● Description of the task
Your answer is a number only: how many lines in the data below contain "Debug"?

● Material shown
▬▬▬▬▬▬▬▬▬▬
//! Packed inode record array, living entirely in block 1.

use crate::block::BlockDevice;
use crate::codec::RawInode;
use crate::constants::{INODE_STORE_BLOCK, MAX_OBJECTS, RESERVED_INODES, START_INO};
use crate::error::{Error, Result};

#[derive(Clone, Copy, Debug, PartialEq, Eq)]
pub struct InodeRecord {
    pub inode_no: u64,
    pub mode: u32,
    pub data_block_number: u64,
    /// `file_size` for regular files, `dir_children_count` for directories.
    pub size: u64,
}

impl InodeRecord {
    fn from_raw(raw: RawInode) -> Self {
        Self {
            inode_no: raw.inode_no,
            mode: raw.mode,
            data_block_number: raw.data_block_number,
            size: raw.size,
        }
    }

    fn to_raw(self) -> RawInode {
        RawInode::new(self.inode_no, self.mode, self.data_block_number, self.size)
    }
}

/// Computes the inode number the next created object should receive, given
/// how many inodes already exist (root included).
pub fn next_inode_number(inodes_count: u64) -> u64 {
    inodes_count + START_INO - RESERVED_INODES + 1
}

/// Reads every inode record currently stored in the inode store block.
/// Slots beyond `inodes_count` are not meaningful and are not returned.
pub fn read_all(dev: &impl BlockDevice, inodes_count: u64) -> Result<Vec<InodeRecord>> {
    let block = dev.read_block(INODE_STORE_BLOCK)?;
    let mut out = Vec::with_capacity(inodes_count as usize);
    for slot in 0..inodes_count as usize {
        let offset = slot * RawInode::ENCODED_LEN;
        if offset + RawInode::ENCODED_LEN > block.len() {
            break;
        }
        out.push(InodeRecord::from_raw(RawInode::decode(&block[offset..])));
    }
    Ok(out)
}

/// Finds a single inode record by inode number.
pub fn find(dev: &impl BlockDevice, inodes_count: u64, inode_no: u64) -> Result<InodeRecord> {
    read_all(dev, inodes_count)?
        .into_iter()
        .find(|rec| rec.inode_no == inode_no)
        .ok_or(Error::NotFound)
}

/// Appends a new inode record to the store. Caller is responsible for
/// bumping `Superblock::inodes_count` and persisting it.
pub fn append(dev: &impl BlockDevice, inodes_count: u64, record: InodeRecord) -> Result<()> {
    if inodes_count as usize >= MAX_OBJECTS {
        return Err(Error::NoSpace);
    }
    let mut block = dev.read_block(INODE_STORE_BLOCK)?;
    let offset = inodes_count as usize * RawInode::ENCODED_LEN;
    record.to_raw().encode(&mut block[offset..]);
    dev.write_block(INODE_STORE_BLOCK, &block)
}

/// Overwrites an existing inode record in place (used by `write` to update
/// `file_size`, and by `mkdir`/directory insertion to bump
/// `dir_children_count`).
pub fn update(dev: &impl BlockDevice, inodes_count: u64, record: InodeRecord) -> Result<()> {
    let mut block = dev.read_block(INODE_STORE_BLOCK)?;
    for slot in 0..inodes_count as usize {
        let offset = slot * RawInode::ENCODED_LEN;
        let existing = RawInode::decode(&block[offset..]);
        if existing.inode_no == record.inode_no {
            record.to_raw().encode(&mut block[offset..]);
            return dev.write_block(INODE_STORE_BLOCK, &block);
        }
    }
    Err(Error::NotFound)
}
▬▬▬▬▬▬▬▬▬▬
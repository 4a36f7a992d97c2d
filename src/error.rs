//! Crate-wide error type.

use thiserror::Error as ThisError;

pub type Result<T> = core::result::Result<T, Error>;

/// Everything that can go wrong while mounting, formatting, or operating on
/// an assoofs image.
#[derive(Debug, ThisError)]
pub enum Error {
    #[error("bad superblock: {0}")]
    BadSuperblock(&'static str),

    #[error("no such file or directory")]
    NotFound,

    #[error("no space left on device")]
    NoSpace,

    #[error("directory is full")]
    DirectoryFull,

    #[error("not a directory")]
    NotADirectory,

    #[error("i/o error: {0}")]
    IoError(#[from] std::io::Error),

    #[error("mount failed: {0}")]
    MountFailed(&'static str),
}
▬▬▬▬▬▬▬▬▬▬
● Solution
2